[Saved entries]
☆ ☆ ☆

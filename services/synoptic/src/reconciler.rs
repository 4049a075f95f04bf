//! State reconciliation: the single funnel for rendering snapshots

use std::collections::HashMap;
use std::sync::Arc;
use std::time::Duration;

use tokio_util::sync::CancellationToken;

use crate::backend::BackendClient;
use crate::color::Status;
use crate::registry::Registry;
use crate::session::SessionHandle;
use crate::surface::DiagramSurface;

/// Full per-component status snapshot; ids absent default to inactive
pub type Snapshot = HashMap<String, Status>;

/// Renders snapshots onto the surface and arbitrates between poll-driven
/// refresh and in-flight user edits.
pub struct Reconciler {
    registry: Arc<Registry>,
    surface: Arc<dyn DiagramSurface>,
    backend: Arc<BackendClient>,
    session: SessionHandle,
}

impl Reconciler {
    pub fn new(
        registry: Arc<Registry>,
        surface: Arc<dyn DiagramSurface>,
        backend: Arc<BackendClient>,
        session: SessionHandle,
    ) -> Self {
        Self {
            registry,
            surface,
            backend,
            session,
        }
    }

    /// Render a snapshot: every registered component gets its palette color
    /// for the snapshot status, defaulting to inactive when absent.
    ///
    /// Idempotent; the poll path and the history path both funnel through
    /// here.
    pub fn apply_state(&self, snapshot: &Snapshot) {
        for component in self.registry.iter() {
            let status = snapshot
                .get(&component.id)
                .copied()
                .unwrap_or(Status::Inactive);
            self.surface
                .set_fill(&component.id, component.palette.color_for(status));
        }
    }

    /// Fetch the latest snapshot and render it, unless a user interaction is
    /// in flight, in which case this is a no-op; the next scheduled refresh
    /// picks up the latest state.
    pub async fn refresh(&self) -> crate::Result<()> {
        if self.session.is_suppressed() {
            tracing::debug!("Skipping state refresh during user interaction");
            return Ok(());
        }

        let payload = self.backend.fetch_state().await?;
        let snapshot: Snapshot = payload
            .into_iter()
            .map(|(id, value)| (id, value.to_status()))
            .collect();
        self.apply_state(&snapshot);
        Ok(())
    }

    /// Refresh immediately, then on a fixed period until cancelled.
    ///
    /// Fetch failures are logged and swallowed; the next tick is the retry.
    pub async fn run_poll_loop(&self, interval: Duration, cancel: CancellationToken) {
        loop {
            if let Err(e) = self.refresh().await {
                tracing::warn!("Live state refresh failed: {}", e);
            }

            tokio::select! {
                _ = tokio::time::sleep(interval) => {}
                _ = cancel.cancelled() => {
                    tracing::debug!("Poll loop cancelled");
                    break;
                }
            }
        }
    }
}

☆ ☆ ☆

* WHAT IS EXPECTED *
Each line of the data that includes "debug" should be copied.

* EXERCISE RESPONSE *
            tracing::debug!("Skipping state refresh during user interaction");
                    tracing::debug!("Poll loop cancelled");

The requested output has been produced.